## Exercise prompt
What do the entries below say? Restate them word for word.

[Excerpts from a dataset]
§
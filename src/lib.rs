//! # portico
//!
//! The front door of a proxying sidecar: an ordered chain of capabilities
//! (authorization, tracing, anything you register) in front of a proxy
//! handler, bound to a socket, with an orderly drain on the way out.
//!
//! ## The contract
//!
//! portico does not forward requests, pick backends, or decide who is
//! authorized. Those are yours: the proxy is the terminal [`Handler`], the
//! policy is a [`Middleware`](middleware::Middleware). portico owns the two
//! things that are easy to get subtly wrong:
//!
//! - **Composition.** A runtime mode string such as `"trace|authz"` becomes
//!   `trace(authz(proxy))`. The first token runs first. An unknown token is a
//!   configuration error reported before any socket is opened.
//! - **Lifecycle.** One blocking [`Gateway::start`] call that returns only
//!   when the gateway has stopped, whichever of explicit shutdown,
//!   cancellation, or SIGTERM/SIGINT asked for it. In-flight requests get a
//!   bounded grace period. The shutdown transition happens exactly once.
//!
//! ## Quick start
//!
//! ```rust,no_run
//! use portico::{Gateway, GatewayConfig, Request, Response};
//! use tokio_util::sync::CancellationToken;
//!
//! #[tokio::main]
//! async fn main() {
//!     let gateway = Gateway::default();
//!     let config = GatewayConfig::for_port(8080).with_mode("trace|authz");
//!
//!     if let Err(e) = gateway.start(CancellationToken::new(), config, proxy).await {
//!         eprintln!("gateway failed: {e}");
//!         std::process::exit(1);
//!     }
//! }
//!
//! async fn proxy(req: Request) -> Response {
//!     // Forward `req.into_http()` to your backend here.
//!     Response::text(format!("would forward {}", req.path()))
//! }
//! ```

mod config;
mod error;
mod handler;
mod request;
mod response;
mod server;

pub mod chain;
pub mod middleware;
pub mod registry;

pub use config::{
    DEFAULT_CANCEL_GRACE, DEFAULT_READ_TIMEOUT, DEFAULT_SHUTDOWN_GRACE, DEFAULT_WRITE_TIMEOUT,
    GatewayConfig,
};
pub use error::Error;
pub use handler::{BoxFuture, BoxedHandler, Handler};
pub use registry::CapabilityRegistry;
pub use request::Request;
pub use response::{IntoResponse, Response, ResponseBuilder};
pub use server::{Gateway, Phase};
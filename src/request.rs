//! Incoming HTTP request type.

use std::net::SocketAddr;

use bytes::Bytes;
use http::request::Parts;
use http::{HeaderMap, Method, Uri};

/// An incoming HTTP request with its body fully collected.
///
/// The gateway reads the whole body (bounded by the read timeout) before the
/// chain runs, so capabilities can inspect it and the terminal handler can
/// forward it without touching hyper's streaming types.
pub struct Request {
    parts: Parts,
    body: Bytes,
    remote_addr: SocketAddr,
}

impl Request {
    pub(crate) fn new(parts: Parts, body: Bytes, remote_addr: SocketAddr) -> Self {
        Self { parts, body, remote_addr }
    }

    /// Wraps an [`http::Request`], e.g. to drive a chain without a socket.
    pub fn from_http(req: http::Request<Bytes>, remote_addr: SocketAddr) -> Self {
        let (parts, body) = req.into_parts();
        Self::new(parts, body, remote_addr)
    }

    /// Unwraps into an [`http::Request`] for forwarding to a backend.
    pub fn into_http(self) -> http::Request<Bytes> {
        http::Request::from_parts(self.parts, self.body)
    }

    pub fn method(&self) -> &Method { &self.parts.method }
    pub fn uri(&self) -> &Uri { &self.parts.uri }
    pub fn path(&self) -> &str { self.parts.uri.path() }
    pub fn headers(&self) -> &HeaderMap { &self.parts.headers }
    pub fn body(&self) -> &Bytes { &self.body }
    pub fn remote_addr(&self) -> SocketAddr { self.remote_addr }

    /// Case-insensitive header lookup. Non-UTF-8 values are treated as absent.
    pub fn header(&self, name: &str) -> Option<&str> {
        self.parts.headers.get(name).and_then(|v| v.to_str().ok())
    }

    /// Mutable access to the headers, for capabilities that annotate the
    /// request before passing it inward.
    pub fn headers_mut(&mut self) -> &mut HeaderMap { &mut self.parts.headers }
}
//! Authorization capability (`authz`).
//!
//! The policy itself is supplied by the caller as a predicate over the
//! request. Requests that fail it are answered with `401 Unauthorized` and
//! never reach the inner handler.

use std::sync::Arc;

use http::header::{AUTHORIZATION, HeaderName};
use http::StatusCode;
use tracing::debug;

use crate::handler::{BoxFuture, BoxedHandler, ErasedHandler};
use crate::middleware::{Middleware, ready};
use crate::request::Request;
use crate::response::Response;

type Check = Arc<dyn Fn(&Request) -> bool + Send + Sync>;

/// Rejects requests for which the configured check returns `false`.
///
/// ```rust
/// use portico::middleware::Authz;
///
/// // Default policy: a non-empty `Authorization` header must be present.
/// let authz = Authz::default();
///
/// // Custom policy.
/// let authz = Authz::new(|req| req.header("x-api-key") == Some("s3cret"));
/// ```
#[derive(Clone)]
pub struct Authz {
    check: Check,
}

impl Authz {
    pub fn new(check: impl Fn(&Request) -> bool + Send + Sync + 'static) -> Self {
        Self { check: Arc::new(check) }
    }

    /// Requires `name` to be present with a non-empty value.
    pub fn require_header(name: HeaderName) -> Self {
        Self::new(move |req| req.headers().get(&name).is_some_and(|v| !v.is_empty()))
    }
}

impl Default for Authz {
    fn default() -> Self {
        Self::require_header(AUTHORIZATION)
    }
}

impl Middleware for Authz {
    fn wrap(&self, next: BoxedHandler) -> BoxedHandler {
        BoxedHandler::from_erased(AuthzLayer { check: Arc::clone(&self.check), next })
    }
}

struct AuthzLayer {
    check: Check,
    next: BoxedHandler,
}

impl ErasedHandler for AuthzLayer {
    fn call(&self, req: Request) -> BoxFuture {
        if (self.check)(&req) {
            return self.next.call(req);
        }
        debug!(peer = %req.remote_addr(), path = req.path(), "authz rejected request");
        ready(Response::builder().status(StatusCode::UNAUTHORIZED).text("unauthorized"))
    }
}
§
## Result
filename src/lib.rs
//! # portico
//!
//! The front door of a proxying sidecar: an ordered chain of capabilities
//! (authorization, tracing, anything you register) in front of a proxy
//! handler, bound to a socket, with an orderly drain on the way out.
//!
//! ## The contract
//!
//! portico does not forward requests, pick backends, or decide who is
//! authorized. Those are yours: the proxy is the terminal [`Handler`], the
//! policy is a [`Middleware`](middleware::Middleware). portico owns the two
//! things that are easy to get subtly wrong:
//!
//! - **Composition.** A runtime mode string such as `"trace|authz"` becomes
//!   `trace(authz(proxy))`. The first token runs first. An unknown token is a
//!   configuration error reported before any socket is opened.
//! - **Lifecycle.** One blocking [`Gateway::start`] call that returns only
//!   when the gateway has stopped, whichever of explicit shutdown,
//!   cancellation, or SIGTERM/SIGINT asked for it. In-flight requests get a
//!   bounded grace period. The shutdown transition happens exactly once.
//!
//! ## Quick start
//!
//! ```rust,no_run
//! use portico::{Gateway, GatewayConfig, Request, Response};
//! use tokio_util::sync::CancellationToken;
//!
//! #[tokio::main]
//! async fn main() {
//!     let gateway = Gateway::default();
//!     let config = GatewayConfig::for_port(8080).with_mode("trace|authz");
//!
//!     if let Err(e) = gateway.start(CancellationToken::new(), config, proxy).await {
//!         eprintln!("gateway failed: {e}");
//!         std::process::exit(1);
//!     }
//! }
//!
//! async fn proxy(req: Request) -> Response {
//!     // Forward `req.into_http()` to your backend here.
//!     Response::text(format!("would forward {}", req.path()))
//! }
//! ```

mod config;
mod error;
mod handler;
mod request;
mod response;
mod server;

pub mod chain;
pub mod middleware;
pub mod registry;

pub use config::{
    DEFAULT_CANCEL_GRACE, DEFAULT_READ_TIMEOUT, DEFAULT_SHUTDOWN_GRACE, DEFAULT_WRITE_TIMEOUT,
    GatewayConfig,
};
pub use error::Error;
pub use handler::{BoxFuture, BoxedHandler, Handler};
pub use registry::CapabilityRegistry;
pub use request::Request;
pub use response::{IntoResponse, Response, ResponseBuilder};
pub use server::{Gateway, Phase};
filename src/request.rs
//! Incoming HTTP request type.

use std::net::SocketAddr;

use bytes::Bytes;
use http::request::Parts;
use http::{HeaderMap, Method, Uri};

/// An incoming HTTP request with its body fully collected.
///
/// The gateway reads the whole body (bounded by the read timeout) before the
/// chain runs, so capabilities can inspect it and the terminal handler can
/// forward it without touching hyper's streaming types.
pub struct Request {
    parts: Parts,
    body: Bytes,
    remote_addr: SocketAddr,
}

impl Request {
    pub(crate) fn new(parts: Parts, body: Bytes, remote_addr: SocketAddr) -> Self {
        Self { parts, body, remote_addr }
    }

    /// Wraps an [`http::Request`], e.g. to drive a chain without a socket.
    pub fn from_http(req: http::Request<Bytes>, remote_addr: SocketAddr) -> Self {
        let (parts, body) = req.into_parts();
        Self::new(parts, body, remote_addr)
    }

    /// Unwraps into an [`http::Request`] for forwarding to a backend.
    pub fn into_http(self) -> http::Request<Bytes> {
        http::Request::from_parts(self.parts, self.body)
    }

    pub fn method(&self) -> &Method { &self.parts.method }
    pub fn uri(&self) -> &Uri { &self.parts.uri }
    pub fn path(&self) -> &str { self.parts.uri.path() }
    pub fn headers(&self) -> &HeaderMap { &self.parts.headers }
    pub fn body(&self) -> &Bytes { &self.body }
    pub fn remote_addr(&self) -> SocketAddr { self.remote_addr }

    /// Case-insensitive header lookup. Non-UTF-8 values are treated as absent.
    pub fn header(&self, name: &str) -> Option<&str> {
        self.parts.headers.get(name).and_then(|v| v.to_str().ok())
    }

    /// Mutable access to the headers, for capabilities that annotate the
    /// request before passing it inward.
    pub fn headers_mut(&mut self) -> &mut HeaderMap { &mut self.parts.headers }
}
//! Authorization capability (`authz`).
//!
//! The policy itself is supplied by the caller as a predicate over the
//! request. Requests that fail it are answered with `401 Unauthorized` and
//! never reach the inner handler.

use std::sync::Arc;

use http::header::{AUTHORIZATION, HeaderName};
use http::StatusCode;
use tracing::debug;

use crate::handler::{BoxFuture, BoxedHandler, ErasedHandler};
use crate::middleware::{Middleware, ready};
use crate::request::Request;
use crate::response::Response;

type Check = Arc<dyn Fn(&Request) -> bool + Send + Sync>;

/// Rejects requests for which the configured check returns `false`.
///
/// ```rust
/// use portico::middleware::Authz;
///
/// // Default policy: a non-empty `Authorization` header must be present.
/// let authz = Authz::default();
///
/// // Custom policy.
/// let authz = Authz::new(|req| req.header("x-api-key") == Some("s3cret"));
/// ```
#[derive(Clone)]
pub struct Authz {
    check: Check,
}

impl Authz {
    pub fn new(check: impl Fn(&Request) -> bool + Send + Sync + 'static) -> Self {
        Self { check: Arc::new(check) }
    }

    /// Requires `name` to be present with a non-empty value.
    pub fn require_header(name: HeaderName) -> Self {
        Self::new(move |req| req.headers().get(&name).is_some_and(|v| !v.is_empty()))
    }
}

impl Default for Authz {
    fn default() -> Self {
        Self::require_header(AUTHORIZATION)
    }
}

impl Middleware for Authz {
    fn wrap(&self, next: BoxedHandler) -> BoxedHandler {
        BoxedHandler::from_erased(AuthzLayer { check: Arc::clone(&self.check), next })
    }
}

struct AuthzLayer {
    check: Check,
    next: BoxedHandler,
}

impl ErasedHandler for AuthzLayer {
    fn call(&self, req: Request) -> BoxFuture {
        if (self.check)(&req) {
            return self.next.call(req);
        }
        debug!(peer = %req.remote_addr(), path = req.path(), "authz rejected request");
        ready(Response::builder().status(StatusCode::UNAUTHORIZED).text("unauthorized"))
    }
}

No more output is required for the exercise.